The announcement came five days after a national election that most had expected PMLN to win easily after it received the backing of the military, which has frequently engineered electoral outcomes. In a stunning upset, candidates allied with Khan routed the two long-standing major parties, defying a monthslong military crackdown on their party and delivering a sharp rebuke to the country’s generals.


The election results set off days of political jockeying. As PMLN and the PPP discussed joining forces, the country waited to see if Khan, who is serving multiple jail sentences on charges he says are politically motivated, could pull off another upset and form a coalition of his own.


While Tuesday’s announcement confirms that members of Khan’s party, Pakistan Tehreek-e-Insaf, or PTI, will sit in the opposition in Parliament, they will be far from sidelined, potentially posing a serious challenge to the coalition government.


PTI has accused the military of tampering with the vote count in dozens of races and has promised a long, bruising court battle to challenge the results. For many Pakistanis, those accusations damage the legitimacy of Sharif’s coalition, which PTI leaders have accused of forming a government with “stolen votes.”


The PMLN announcement Tuesday that the coalition would nominate Sharif to serve as prime minister ended days of speculation over whether he or his older brother, Nawaz Sharif, a three-time prime minister, would lead the next government.


Shehbaz Sharif, 72, led a coalition government after Khan’s ouster by Parliament in 2022. He is seen as more deferential to the military than is his brother, who has fallen out with the country’s generals multiple times after pushing for more civilian control of the government.


Putting forward Shehbaz Sharif as prime minister suggests that the military will retain its tight grip on the country’s politics from behind the scenes, analysts say.


The previous coalition government led by Shehbaz Sharif was deeply unpopular and criticized for failing to address an economic crisis that has sent inflation to record highs in recent years.

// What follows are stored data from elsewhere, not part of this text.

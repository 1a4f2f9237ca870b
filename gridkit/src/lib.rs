//! A small retained-mode widget toolkit for the terminal.
//!
//! Nodes form a tree under a [`Toolkit`]. Each node is placed in its
//! parent's grid, gets a rectangle from the layout pass and receives events
//! through per-node bindings. A [`Terminal`] draws the tree with crossterm
//! and turns terminal input into [`Input`] for [`Toolkit::dispatch`].

pub mod bindings;
pub mod buffer;
pub mod event;
pub mod hit;
pub mod layout;
pub mod node;
pub mod render;
pub mod terminal;
pub mod text;
pub mod timer;
pub mod toolkit;
pub mod types;

pub use bindings::BindingId;
pub use buffer::{Buffer, Cell};
pub use event::{Event, EventKind, Input, Key, Modifiers, MouseButton, Propagation};
pub use hit::hit_test;
pub use layout::Rect;
pub use node::{Node, NodeId, ScrollAction, ScrollUnit, WeakNode};
pub use terminal::Terminal;
pub use text::TextWrap;
pub use timer::{Scheduler, Timer, TimerId};
pub use toolkit::Toolkit;
pub use types::*;
use super::Color;

#[derive(Debug, Clone, Default, PartialEq)]
pub struct Style {
    pub background: Option<Color>,
    pub foreground: Option<Color>,
    pub bold: bool,
}

impl Style {
    pub fn new() -> Self {
        Self::default()
    }

    pub fn background(mut self, color: impl Into<Color>) -> Self {
        self.background = Some(color.into());
        self
    }

    pub fn foreground(mut self, color: impl Into<Color>) -> Self {
        self.foreground = Some(color.into());
        self
    }

    pub fn bold(mut self) -> Self {
        self.bold = true;
        self
    }
}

The country’s economy has been surviving on a $3 billion bailout from the International Monetary Fund.


“It will be an uphill task for Shehbaz Sharif’s government,” said Muneeb Farooq, a Lahore-based political analyst. “The expected economic turnaround which everyone keeps talking about is far from reality.”


PMLN leaders said that Nawaz Sharif’s daughter, Maryam Nawaz Sharif, will be nominated to lead the provincial government in Punjab Province, the home of the Sharif political dynasty and where it has recently faced a strong challenge from PTI.


The move was seen as an effort by Nawaz Sharif to pass on the party’s baton to his daughter.


Asif Ali Zardari, a co-chair of the Pakistan People’s Party, and officials from several other smaller parties expressed support for Shehbaz Sharif to form the next government after the leaders held a meeting in Islamabad, the capital, late Tuesday night.


“We will take Pakistan out of difficult times,” said Zardari, who is expected to be the country’s next president, a largely ceremonial post. His wife, Benazir Bhutto, was a two-time prime minister of Pakistan and was assassinated in 2007.